The final two chapters, Chapters 16 and 17, present the main lessons learned and recommendations, and suggested future work, respectively.

8.2.1.  Data Transformation into S-122

Data was received in a variety of forms, mainly shapefile and OGC WFS. The format was first reduced to PostGIS database tables using OGR tools. A standardized interface to the database was then used to construct bespoke data processing pipelines to create the S-122 data. As IIC have an open database implementing S-100, this was a fairly rapid process and the GeoJSON outputs conforming to the S-122 feature catalogue were simple to produce. Pygeoapi was customized in a standard way to show bounding boxes, contact details, and other dataset metadata.

The transformation of data from the bespoke form to the S-122 standardized form was generally done using bespoke pipelines, as described. The server was a framework-level component requiring no customization specifically for S-122 data. The pipelines were run locally with data deployed to the S-122 server. The server had a customized HTML skin and was implemented with both flat GeoJSON content as well as content using Eleasticsearch as a service provider – providing more comprehensive filtering and search capabilities.

8.2.2.  Usage of OGC APIs

OGC APIs were not used to effect transformations to the data as the pipelines required bespoke processing for all the supplied data. Parts 1 and 3 of OGC API Features were used for distribution of the S-122 data only.

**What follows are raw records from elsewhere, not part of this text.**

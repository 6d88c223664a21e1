/// Identifier Migration Binary - Renames graph nodes to versioned identifiers
///
/// Usage:
///   idgraph-migrate [--db-path <path>] <command>
///
/// Commands:
///   analyze   Summarize identifier shapes per node type
///   plan      Dry run: build the transformation map, write nothing
///   migrate   Back up the store, rewrite identifiers, verify
///   verify    Check referential closure and identifier grammar
///   repair    Remove dangling edges only
///   import    Load a JSON graph document into the store
///
/// Environment:
///   IDGRAPH_DB_PATH, IDGRAPH_DIRECTIVE_NAMESPACE, IDGRAPH_LEXICON_NAMESPACE,
///   IDGRAPH_DEFAULT_VERSION, IDGRAPH_DEFAULT_LEXICON_VERSION, RUST_LOG

use anyhow::{Context, Result};
use clap::{Args, Parser, Subcommand};
use idgraph_migration::{
    analyze, backup_store, cleanup_dangling_edges, default_backup_path, migrate_identifiers,
    verify, Database, IdMapper, MigrationConfig, MigrationError, MigrationMode, MigrationReport,
};
use idgraph_schemas::GraphDocument;
use std::fs::File;
use std::io::BufWriter;
use std::path::{Path, PathBuf};
use tracing::{info, warn};
use tracing_subscriber::EnvFilter;

#[derive(Parser, Debug)]
#[command(name = "idgraph-migrate")]
#[command(about = "Migrate graph node identifiers to the versioned naming scheme")]
struct Cli {
    /// Path to SQLite graph store
    #[arg(long, short, global = true)]
    db_path: Option<PathBuf>,

    /// Log at debug level
    #[arg(long, short, global = true)]
    verbose: bool,

    #[command(subcommand)]
    command: Command,
}

#[derive(Subcommand, Debug)]
enum Command {
    /// Summarize identifier shapes per node type
    Analyze {
        /// Print the machine-readable JSON summary
        #[arg(long)]
        json: bool,
    },
    /// Build the transformation map without writing to the store
    Plan(ExportArgs),
    /// Back up, rewrite identifiers and verify
    Migrate {
        #[command(flatten)]
        export: ExportArgs,

        /// Where to write the backup (defaults to <db>.backup-<timestamp>)
        #[arg(long)]
        backup_path: Option<PathBuf>,

        /// Skip the backup step
        #[arg(long)]
        no_backup: bool,
    },
    /// Check referential closure and identifier grammar
    Verify,
    /// Remove dangling edges without renaming anything
    Repair,
    /// Load a JSON document with "nodes" and "edges" arrays
    Import {
        /// Graph document to load
        file: PathBuf,
    },
}

#[derive(Args, Debug)]
struct ExportArgs {
    #[command(flatten)]
    naming: NamingArgs,

    /// Write one row per mapping as CSV
    #[arg(long)]
    csv: Option<PathBuf>,

    /// Write the full report as JSON
    #[arg(long)]
    json: Option<PathBuf>,
}

#[derive(Args, Debug)]
struct NamingArgs {
    /// Namespace prefix for directive identifiers
    #[arg(long)]
    directive_namespace: Option<String>,

    /// Namespace prefix for lexicon term identifiers
    #[arg(long)]
    lexicon_namespace: Option<String>,

    /// Version used when a directive declares none
    #[arg(long)]
    default_version: Option<String>,

    /// Version used when a lexicon term declares none
    #[arg(long)]
    default_lexicon_version: Option<String>,
}

impl NamingArgs {
    /// Environment first, flags override
    fn config(&self) -> MigrationConfig {
        let mut config = MigrationConfig::from_env();
        if let Some(ns) = &self.directive_namespace {
            config.directive_namespace = ns.clone();
        }
        if let Some(ns) = &self.lexicon_namespace {
            config.lexicon_namespace = ns.clone();
        }
        if let Some(v) = &self.default_version {
            config.default_version = v.clone();
        }
        if let Some(v) = &self.default_lexicon_version {
            config.default_lexicon_version = v.clone();
        }
        config
    }
}

fn main() -> Result<()> {
    let cli = Cli::parse();

    // Initialize tracing
    let default_level = if cli.verbose { "debug" } else { "info" };
    tracing_subscriber::fmt()
        .with_env_filter(
            EnvFilter::try_from_default_env().unwrap_or_else(|_| EnvFilter::new(default_level)),
        )
        .with_target(false)
        .init();

    info!("idgraph - Identifier Migration Tool v{}", env!("CARGO_PKG_VERSION"));

    // Determine database path
    let db_path = cli.db_path.clone().unwrap_or_else(|| {
        std::env::var("IDGRAPH_DB_PATH")
            .map(PathBuf::from)
            .unwrap_or_else(|_| PathBuf::from("graph.db"))
    });
    info!("Database: {}", db_path.display());

    match cli.command {
        Command::Import { file } => run_import(&db_path, &file),
        Command::Analyze { json } => run_analyze(&db_path, json),
        Command::Plan(export) => run_plan(&db_path, &export),
        Command::Migrate {
            export,
            backup_path,
            no_backup,
        } => run_migrate(&db_path, &export, backup_path, no_backup),
        Command::Verify => run_verify(&db_path),
        Command::Repair => run_repair(&db_path),
    }
}

fn open(db_path: &Path) -> Result<Database> {
    Database::open_existing(db_path)
        .with_context(|| format!("Graph store not found at {}", db_path.display()))
}

fn run_import(db_path: &Path, file: &Path) -> Result<()> {
    let text = std::fs::read_to_string(file)
        .with_context(|| format!("Failed to read {}", file.display()))?;
    let document: GraphDocument = serde_json::from_str(&text)
        .with_context(|| format!("Failed to parse graph document {}", file.display()))?;

    let mut db = Database::new(db_path)?;
    let stats = db.import_document(&document)?;
    info!(
        "✓ Imported {} nodes and {} edges",
        stats.nodes_inserted, stats.edges_inserted
    );
    Ok(())
}

fn run_analyze(db_path: &Path, json: bool) -> Result<()> {
    let db = open(db_path)?;
    let summary = analyze(&db.load_nodes()?);

    if json {
        println!("{}", summary.to_json()?);
    } else {
        print!("{}", summary);
    }
    Ok(())
}

fn run_plan(db_path: &Path, export: &ExportArgs) -> Result<()> {
    let mut db = open(db_path)?;
    let outcome = migrate_identifiers(&mut db, &export.naming.config(), MigrationMode::DryRun)?;

    let report = MigrationReport::from_outcome(&outcome);
    print!("{}", report);
    write_exports(&report, export)
}

fn run_migrate(
    db_path: &Path,
    export: &ExportArgs,
    backup_path: Option<PathBuf>,
    no_backup: bool,
) -> Result<()> {
    let config = export.naming.config();
    let mut db = open(db_path)?;

    if no_backup {
        warn!("Skipping backup; a failed verification cannot be undone from a copy");
    } else {
        let destination = backup_path.unwrap_or_else(|| default_backup_path(db_path));
        let backup = backup_store(&db, &destination).context("Backup failed, store untouched")?;
        info!("Backup: {}", backup.destination.display());
    }

    info!("Starting migration...");
    info!("─────────────────────────────────────────────────");

    let outcome = match migrate_identifiers(&mut db, &config, MigrationMode::Apply) {
        Ok(outcome) => outcome,
        Err(MigrationError::VerificationFailed { outcome, source }) => {
            // Changes are on disk; the operator still needs the mapping table
            info!("─────────────────────────────────────────────────");
            let report = MigrationReport::from_outcome(&outcome);
            print!("{}", report);
            write_exports(&report, export)?;
            return Err(anyhow::Error::new(*source)
                .context("Changes committed, but the store failed verification"));
        }
        Err(err) => return Err(err).context("Identifier migration failed"),
    };

    info!("─────────────────────────────────────────────────");
    let report = MigrationReport::from_outcome(&outcome);
    print!("{}", report);
    write_exports(&report, export)?;

    info!("✓ All identifiers migrated; graph is referentially closed");
    Ok(())
}

fn run_verify(db_path: &Path) -> Result<()> {
    let db = open(db_path)?;
    let mapper = IdMapper::new(&MigrationConfig::from_env())?;

    // Each offender is logged before the error is returned
    let report = verify(&db, &mapper).context("Store failed verification")?;
    info!("Nodes:              {}", report.node_count);
    info!("Edges:              {}", report.edge_count);
    info!("✓ Store verified");
    Ok(())
}

fn run_repair(db_path: &Path) -> Result<()> {
    let mut db = open(db_path)?;
    let removed = cleanup_dangling_edges(&mut db)?;
    info!("✓ Removed {} dangling edges", removed);
    Ok(())
}

fn write_exports(report: &MigrationReport, export: &ExportArgs) -> Result<()> {
    if let Some(path) = &export.csv {
        let file =
            File::create(path).with_context(|| format!("Failed to create {}", path.display()))?;
        report.write_csv(BufWriter::new(file))?;
        info!("Mapping table written to {}", path.display());
    }

    if let Some(path) = &export.json {
        std::fs::write(path, report.to_json()?)
            .with_context(|| format!("Failed to write {}", path.display()))?;
        info!("JSON report written to {}", path.display());
    }
    Ok(())
}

The servers implemented were API endpoints capable of distributing data in a variety of forms and with a selection of content drawn from both the existing IHO S-122 data model and an enhanced model drafted during the project. The Baltic Server collected endpoints using the basic model of S-122, as published by the IHO, and using data received at project outset collected from sponsors and questionnaire respondents by OGC.

The capabilities of the server extended to a full, conformant implementation of OGC API Features Part 1 and 3 together with some facilities for filtering and querying. Filtering was performed via individual simple attributes on the data and querying was bounding box only as per the current pygeoapi implementation.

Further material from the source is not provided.